> _Assignment_:
From the records that follow, copy every line in which "match" appears.

________

//! Fixed index definitions
//!
//! One settings+mappings body per entity kind. Text fields run through the
//! bilingual `ru_en` analyzer (lowercase, stopword removal, stemming for
//! Russian and English), identifiers are exact-match keywords, and
//! sub-object fields are `nested` so faceted queries can address them.
//! Mappings are `strict`: the document shape is owned by the transformers,
//! not by the search engine's dynamic mapping.

use serde_json::{json, Value};

/// Shared index settings: refresh interval plus the `ru_en` analyzer chain
fn base_settings() -> Value {
    json!({
        "refresh_interval": "1s",
        "analysis": {
            "filter": {
                "english_stop": {
                    "type": "stop",
                    "stopwords": "_english_"
                },
                "english_stemmer": {
                    "type": "stemmer",
                    "language": "english"
                },
                "english_possessive_stemmer": {
                    "type": "stemmer",
                    "language": "possessive_english"
                },
                "russian_stop": {
                    "type": "stop",
                    "stopwords": "_russian_"
                },
                "russian_stemmer": {
                    "type": "stemmer",
                    "language": "russian"
                }
            },
            "analyzer": {
                "ru_en": {
                    "tokenizer": "standard",
                    "filter": [
                        "lowercase",
                        "english_stop",
                        "english_stemmer",
                        "english_possessive_stemmer",
                        "russian_stop",
                        "russian_stemmer"
                    ]
                }
            }
        }
    })
}

/// Analyzed text field with an exact-match `.raw` subfield
fn text_with_raw() -> Value {
    json!({
        "type": "text",
        "analyzer": "ru_en",
        "fields": {
            "raw": {
                "type": "keyword"
            }
        }
    })
}

/// Nested `{uuid, full_name}` person reference
fn person_ref_mapping() -> Value {
    json!({
        "type": "nested",
        "dynamic": "strict",
        "properties": {
            "uuid": {
                "type": "keyword"
            },
            "full_name": {
                "type": "text",
                "analyzer": "ru_en"
            }
        }
    })
}

/// Definition of the film work index
pub fn movies_index() -> Value {
    json!({
        "settings": base_settings(),
        "mappings": {
            "dynamic": "strict",
            "properties": {
                "uuid": {
                    "type": "keyword"
                },
                "imdb_rating": {
                    "type": "float"
                },
                "age_rating": {
                    "type": "text"
                },
                "access_type": {
                    "type": "text"
                },
                "release_date": {
                    "type": "date"
                },
                "genre": {
                    "type": "nested",
                    "dynamic": "strict",
                    "properties": {
                        "uuid": {
                            "type": "keyword"
                        },
                        "name": text_with_raw()
                    }
                },
                "title": text_with_raw(),
                "description": {
                    "type": "text",
                    "analyzer": "ru_en"
                },
                "genres_names": {
                    "type": "text",
                    "analyzer": "ru_en"
                },
                "actors_names": {
                    "type": "text",
                    "analyzer": "ru_en"
                },
                "writers_names": {
                    "type": "text",
                    "analyzer": "ru_en"
                },
                "directors_names": {
                    "type": "text",
                    "analyzer": "ru_en"
                },
                "actors": person_ref_mapping(),
                "writers": person_ref_mapping(),
                "directors": person_ref_mapping()
            }
        }
    })
}

/// Definition of the genre index
pub fn genre_index() -> Value {
    json!({
        "settings": base_settings(),
        "mappings": {
            "dynamic": "strict",
            "properties": {
                "uuid": {
                    "type": "keyword"
                },
                "name": text_with_raw()
            }
        }
    })
}

/// Definition of the person index
pub fn person_index() -> Value {
    json!({
        "settings": base_settings(),
        "mappings": {
            "dynamic": "strict",
            "properties": {
                "uuid": {
                    "type": "keyword"
                },
                "full_name": text_with_raw(),
                "films_ids": {
                    "type": "keyword"
                },
                "roles": {
                    "type": "nested",
                    "properties": {
                        "role": text_with_raw(),
                        "films": {
                            "type": "nested",
                            "properties": {
                                "uuid": {
                                    "type": "keyword"
                                },
                                "title": text_with_raw(),
                                "imdb_rating": {
                                    "type": "float"
                                },
                                "age_rating": {
                                    "type": "text"
                                },
                                "access_type": {
                                    "type": "text"
                                },
                                "release_date": {
                                    "type": "date"
                                }
                            }
                        }
                    }
                }
            }
        }
    })
}

#[cfg(test)]
mod tests {
    use super::*;

    #[test]
    fn test_every_index_carries_the_ru_en_analyzer() {
        for definition in [movies_index(), genre_index(), person_index()] {
            let analyzer = &definition["settings"]["analysis"]["analyzer"]["ru_en"];
            assert_eq!(analyzer["tokenizer"], "standard");
            let filters = analyzer["filter"].as_array().unwrap();
            assert!(filters.iter().any(|f| f == "russian_stemmer"));
            assert!(filters.iter().any(|f| f == "english_stemmer"));
        }
    }

    #[test]
    fn test_mappings_are_strict() {
        for definition in [movies_index(), genre_index(), person_index()] {
            assert_eq!(definition["mappings"]["dynamic"], "strict");
        }
    }

    #[test]
    fn test_movies_nested_fields() {
        let definition = movies_index();
        for field in ["genre", "actors", "writers", "directors"] {
            assert_eq!(
                definition["mappings"]["properties"][field]["type"], "nested",
                "{field} should be nested"
            );
        }
    }

    #[test]
    fn test_person_roles_hold_nested_films() {
        let definition = person_index();
        let roles = &definition["mappings"]["properties"]["roles"];
        assert_eq!(roles["type"], "nested");
        assert_eq!(roles["properties"]["films"]["type"], "nested");
        assert_eq!(
            roles["properties"]["films"]["properties"]["uuid"]["type"],
            "keyword"
        );
    }
}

________

> _Exercise answer_:
//! Russian and English), identifiers are exact-match keywords, and
/// Analyzed text field with an exact-match `.raw` subfield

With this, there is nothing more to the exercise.